Document Type : Original Article

Authors

• Mohammadreza Rahmani ¹
• Shahram Nazarian ¹
• Hossein Samiei-Abianeh ^{1, 2}
• Seyed Mojtaba Aghaie ¹
• Davoud Sadeghi ¹

¹ Department of Biology, Faculty of Basic Sciences, Imam Hossein University, Tehran, Iran.

² Department of Medical Biotechnology and Nanotechnology, Faculty of Medicine, Mashhad University of Medical Sciences, Mashhad, Iran.

Abstract

Background: Stonefish (Synanceia spp.) are among the most venomous marine organisms. Their venom contains stonustoxin (SNTX), a heterodimeric toxin that induces severe hemolytic and myotoxic effects primarily mediated by its β-subunit.
Objective: To produce a recombinant SNTX β-subunit and develop neutralizing polyclonal antibodies against SNTX.
Methods: A DNA cassette encoding immunogenic regions of the β-sntx was designed using bioinformatics analysis, and codon-optimized for expression in E. coli. The construct was cloned into pET17b vector, and expressed in E. coli BL21 (DE3). The recombinant protein was purified via Ni-NTA affinity chromatography. For antibody production, rabbits were immunized subcutaneously with the recombinant protein emulsified in Freund's complete adjuvant, followed by booster doses at 2-week intervals. Antiserum was purified using protein G chromatography, and antibody titers were assessed by indirect Enzyme-Linked Immunosorbent Assay (ELISA).
Results: Epitope mapping revealed key immunogenic regions within residues 124–654 of the β-SNTX subunit. Following codon optimization, the codon adaptation index (CAI) increased to 0.93. Recombinant protein production was confirmed by SDS-PAGE and Western blot demonstrating successful purification of a 73 kDa recombinant protein (including TRX/His-tags), with a yield of 40 mg/L. Immunization of rabbits elicited a strong polyclonal IgG response,  with antibody titers reaching 1:25,600 following the third booster.
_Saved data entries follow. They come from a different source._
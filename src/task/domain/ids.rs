//! Identifier and validated scalar types for the task domain.

use super::TaskDomainError;
use serde::{Deserialize, Serialize};
use std::fmt;
use uuid::Uuid;

/// Unique identifier for a task record, assigned by the store.
#[derive(Debug, Clone, Copy, PartialEq, Eq, Hash, Serialize, Deserialize)]
#[serde(transparent)]
pub struct TaskId(Uuid);

impl TaskId {
    /// Creates a new random task identifier.
    #[must_use]
    pub fn new() -> Self {
        Self(Uuid::new_v4())
    }

    /// Creates a task identifier from an existing UUID.
    #[must_use]
    pub const fn from_uuid(uuid: Uuid) -> Self {
        Self(uuid)
    }

    /// Returns the wrapped UUID.
    #[must_use]
    pub const fn into_inner(self) -> Uuid {
        self.0
    }
}

impl Default for TaskId {
    fn default() -> Self {
        Self::new()
    }
}

impl AsRef<Uuid> for TaskId {
    fn as_ref(&self) -> &Uuid {
        &self.0
    }
}

impl fmt::Display for TaskId {
    fn fmt(&self, f: &mut fmt::Formatter<'_>) -> fmt::Result {
        write!(f, "{}", self.0)
    }
}

/// Identifier of the user a task belongs to.
#[derive(Debug, Clone, Copy, PartialEq, Eq, Hash, Serialize, Deserialize)]
#[serde(transparent)]
pub struct OwnerId(Uuid);

impl OwnerId {
    /// Creates a new random owner identifier.
    #[must_use]
    pub fn new() -> Self {
        Self(Uuid::new_v4())
    }

    /// Creates an owner identifier from an existing UUID.
    #[must_use]
    pub const fn from_uuid(uuid: Uuid) -> Self {
        Self(uuid)
    }

    /// Returns the wrapped UUID.
    #[must_use]
    pub const fn into_inner(self) -> Uuid {
        self.0
    }
}

impl Default for OwnerId {
    fn default() -> Self {
        Self::new()
    }
}

impl fmt::Display for OwnerId {
    fn fmt(&self, f: &mut fmt::Formatter<'_>) -> fmt::Result {
        write!(f, "{}", self.0)
    }
}

/// Task title, trimmed and bounded in length.
#[derive(Debug, Clone, PartialEq, Eq, Hash, Serialize, Deserialize)]
#[serde(transparent)]
pub struct TaskTitle(String);

impl TaskTitle {
    /// Default maximum title length in characters.
    pub const MAX_LENGTH: usize = 200;

    /// Creates a validated title using [`TaskTitle::MAX_LENGTH`].
    ///
    /// # Errors
    ///
    /// Returns [`TaskDomainError::EmptyTitle`] when the trimmed value is empty
    /// or [`TaskDomainError::TitleTooLong`] when it exceeds the limit.
    pub fn new(value: impl AsRef<str>) -> Result<Self, TaskDomainError> {
        Self::with_max_length(value, Self::MAX_LENGTH)
    }

    /// Creates a validated title with an explicit character limit.
    ///
    /// Length is measured in characters after trimming surrounding
    /// whitespace.
    ///
    /// # Errors
    ///
    /// Returns [`TaskDomainError::EmptyTitle`] when the trimmed value is empty
    /// or [`TaskDomainError::TitleTooLong`] when it exceeds `max`.
    pub fn with_max_length(value: impl AsRef<str>, max: usize) -> Result<Self, TaskDomainError> {
        let trimmed = value.as_ref().trim();
        if trimmed.is_empty() {
            return Err(TaskDomainError::EmptyTitle);
        }
        let length = trimmed.chars().count();
        if length > max {
            return Err(TaskDomainError::TitleTooLong { length, max });
        }
        Ok(Self(trimmed.to_owned()))
    }

    /// Returns the title as `str`.
    #[must_use]
    pub fn as_str(&self) -> &str {
        &self.0
    }
}

impl AsRef<str> for TaskTitle {
    fn as_ref(&self) -> &str {
        self.as_str()
    }
}

impl fmt::Display for TaskTitle {
    fn fmt(&self, f: &mut fmt::Formatter<'_>) -> fmt::Result {
        f.write_str(&self.0)
    }
}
Purified IgG (1.8 mg/mL) exhibited high sensitivity in ELISA, detecting the recombinant β-SNTX at concentrations as low as 31.25 ng.
Conclusion: The recombinant β-SNTX subunit demonstrated strong immunogenicity, inducing high-affinity antibodies with specific binding activity against the native toxin. The resulting antiserum demonstrated significant neutralization potential, highlighting its promise for antivenom development.

Keywords

• Antivenins
• Fish venoms
• Polyclonal antiserum
• Recombinant protein
• Stonustoxin